The traditional tea ceremony is also available in some locations. Many groups throughout Japan organize tea rituals with varying levels of formality and authenticity. Hotels, cultural centers, and some traditional gardens are included.
An elaborate, traditional tea ceremony lasts for several hours and begins with a kaiseki course meal. A bowl of thick tea comes next, and a bowl of thin tea comes last. But nowadays, the majority of tea rituals only include drinking a bowl of thin tea.

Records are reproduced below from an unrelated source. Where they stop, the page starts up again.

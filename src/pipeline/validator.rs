use regex::Regex;
use std::collections::HashSet;

use crate::models::{EmailCategory, SectorVocabulary};
use crate::pipeline::email_patterns::EmailCandidate;

/// Tokens marking non-actionable placeholder addresses. Tokens with an
/// `@` match anywhere in the address; plain tokens match inside the
/// local part or as a whole domain label, so "example.com" is spam
/// while "winery-example.com" is a real business domain.
const SPAM_TOKENS: &[&str] = &[
    "noreply",
    "no-reply",
    "donotreply",
    "example",
    "test@",
    "admin@localhost",
    "webmaster@",
];

/// Consumer webmail domains. Exact domain matches only.
const PERSONAL_DOMAINS: &[&str] = &[
    "gmail.com",
    "yahoo.com",
    "hotmail.com",
    "outlook.com",
    "aol.com",
    "icloud.com",
    "mail.com",
    "protonmail.com",
];

#[derive(Debug, Clone)]
pub struct ValidationVerdict {
    pub is_format_valid: bool,
    pub category: EmailCategory,
    /// The sector vocabulary matched somewhere in the address. Reporting
    /// signal only; it never changes the category.
    pub sector_relevant: bool,
}

/// Classifies normalized email candidates. Checks short-circuit in a
/// fixed order: format, spam tokens, personal providers, business.
pub struct ContactValidator {
    strict: Regex,
    personal_domains: HashSet<&'static str>,
}

impl ContactValidator {
    pub fn new() -> Self {
        Self {
            strict: Regex::new(
                r"^[a-z0-9]([a-z0-9._-]*[a-z0-9])?@[a-z0-9]([a-z0-9.-]*[a-z0-9])?\.[a-z]{2,6}(\.[a-z]{2,3})?$",
            )
            .unwrap(),
            personal_domains: PERSONAL_DOMAINS.iter().copied().collect(),
        }
    }

    pub fn classify(
        &self,
        candidate: &EmailCandidate,
        vocabulary: &SectorVocabulary,
    ) -> ValidationVerdict {
        let email = candidate.normalized.as_str();

        if !self.strict.is_match(email) {
            return ValidationVerdict {
                is_format_valid: false,
                category: EmailCategory::Invalid,
                sector_relevant: false,
            };
        }

        let sector_relevant = vocabulary.matches(email);
        let (local, domain) = email.split_once('@').unwrap_or((email, ""));

        if is_spam(email, local, domain) {
            return ValidationVerdict {
                is_format_valid: true,
                category: EmailCategory::Spam,
                sector_relevant,
            };
        }

        if self.personal_domains.contains(domain) {
            return ValidationVerdict {
                is_format_valid: true,
                category: EmailCategory::Personal,
                sector_relevant,
            };
        }

        ValidationVerdict {
            is_format_valid: true,
            category: EmailCategory::Business,
            sector_relevant,
        }
    }
}

impl Default for ContactValidator {
    fn default() -> Self {
        Self::new()
    }
}

fn is_spam(email: &str, local: &str, domain: &str) -> bool {
    SPAM_TOKENS.iter().any(|token| {
        if token.contains('@') {
            email.contains(token)
        } else {
            local.contains(token) || domain.split('.').any(|label| label == *token)
        }
    })
}

#[cfg(test)]
mod tests {
    use super::*;

    fn candidate(email: &str) -> EmailCandidate {
        EmailCandidate {
            raw: email.to_string(),
            source_page: "https://example.com/contact".to_string(),
            normalized: email.to_string(),
        }
    }

    fn wine_vocab() -> SectorVocabulary {
        SectorVocabulary::new(
            "wine",
            &["winery".to_string(), "vineyard".to_string(), "vino".to_string()],
        )
    }

    #[test]
    fn noreply_address_is_spam() {
        let validator = ContactValidator::new();
        let verdict = validator.classify(&candidate("noreply@europages.com"), &wine_vocab());
        assert_eq!(verdict.category, EmailCategory::Spam);
        assert!(verdict.is_format_valid);
    }

    #[test]
    fn webmail_address_is_personal() {
        let validator = ContactValidator::new();
        let verdict = validator.classify(&candidate("j.doe@gmail.com"), &wine_vocab());
        assert_eq!(verdict.category, EmailCategory::Personal);
        assert!(verdict.is_format_valid);
    }

    #[test]
    fn company_address_with_industry_term_is_business_and_relevant() {
        let validator = ContactValidator::new();
        let verdict = validator.classify(&candidate("info@winery-example.com"), &wine_vocab());
        assert_eq!(verdict.category, EmailCategory::Business);
        assert!(verdict.sector_relevant);
    }

    #[test]
    fn placeholder_domain_is_spam() {
        let validator = ContactValidator::new();
        let verdict = validator.classify(&candidate("info@example.com"), &wine_vocab());
        assert_eq!(verdict.category, EmailCategory::Spam);
    }

    #[test]
    fn malformed_address_is_invalid() {
        let validator = ContactValidator::new();
        let verdict = validator.classify(&candidate("not-an-email"), &wine_vocab());
        assert_eq!(verdict.category, EmailCategory::Invalid);
        assert!(!verdict.is_format_valid);
        assert!(!verdict.sector_relevant);
    }

    #[test]
    fn vocabulary_never_overrides_personal_classification() {
        let validator = ContactValidator::new();
        let verdict = validator.classify(&candidate("vineyard.owner@gmail.com"), &wine_vocab());
        assert_eq!(verdict.category, EmailCategory::Personal);
        assert!(verdict.sector_relevant, "relevance is still reported");
    }

    #[test]
    fn vocabulary_never_overrides_spam_classification() {
        let validator = ContactValidator::new();
        let verdict = validator.classify(&candidate("noreply@vineyard.com"), &wine_vocab());
        assert_eq!(verdict.category, EmailCategory::Spam);
    }

    #[test]
    fn exact_domain_match_only_for_personal_providers() {
        let validator = ContactValidator::new();
        // A business running its own domain that merely contains a
        // provider name is not webmail.
        let verdict = validator.classify(&candidate("sales@gmail-consulting.de"), &wine_vocab());
        assert_eq!(verdict.category, EmailCategory::Business);
    }

    #[test]
    fn plain_business_address_without_vocabulary_hit() {
        let validator = ContactValidator::new();
        let verdict = validator.classify(&candidate("office@acme-tools.fr"), &wine_vocab());
        assert_eq!(verdict.category, EmailCategory::Business);
        assert!(!verdict.sector_relevant);
    }

    #[test]
    fn uppercase_input_fails_the_strict_format() {
        // The matcher lowercases before the validator ever sees a
        // candidate; raw uppercase reaching here is a format violation.
        let validator = ContactValidator::new();
        let verdict = validator.classify(&candidate("Sales@Example.com"), &wine_vocab());
        assert_eq!(verdict.category, EmailCategory::Invalid);
    }
}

Gion District, Kyoto's most well-known geisha district, is another place you can wander. Between the Kamo River in the west and Yasaka Shrine in the east, it is situated in the area bordered by Shijo Avenue. This district is crowded with stores, restaurants, and ochaya (teahouses), where geiko (known as geisha in Kyoto) and maiko (geiko apprentices) provide entertainment.
Hanami-koji Street is the most frequented area in Gion. The street and its side alleyways are lined with preserved machiya houses, many of which are being used as restaurants, making it a lovely and expensive place to eat. In addition to other local and international cuisines, these restaurants serve Kyoto-style kaiseki ryori (Japanese haute cuisine).
The Shirakawa Area is another beautiful area of Gion that you can visit. High-class restaurants, ochaya, and willow trees flank the canal, which you can enjoy. Compared to Hanami-koji Street, the Shirakawa Area is often a little calmer.
The ideal itinerary for a trip to Gion includes a stroll in the nearby Higashiyama District. More historically significant streets and boutiques can be found here. These stores offer a wide variety of local delicacies, crafts, and souvenirs.
Kyoto does indeed have a lot of beautiful sites to explore throughout the year. You may pass several weeks here without becoming bored. Therefore, for the finest experience, if you're intending to visit Kyoto soon, be sure to go to the locations listed above! Kyōto de aimashō!
Also, if you feel quite interested about Japanese culture and would like to enjoy your trip to Kyōto more than the average tourist, we would recommend you to take some basic Japanese lessons to learn basic words and sentences that will definitely help you communicate with locals.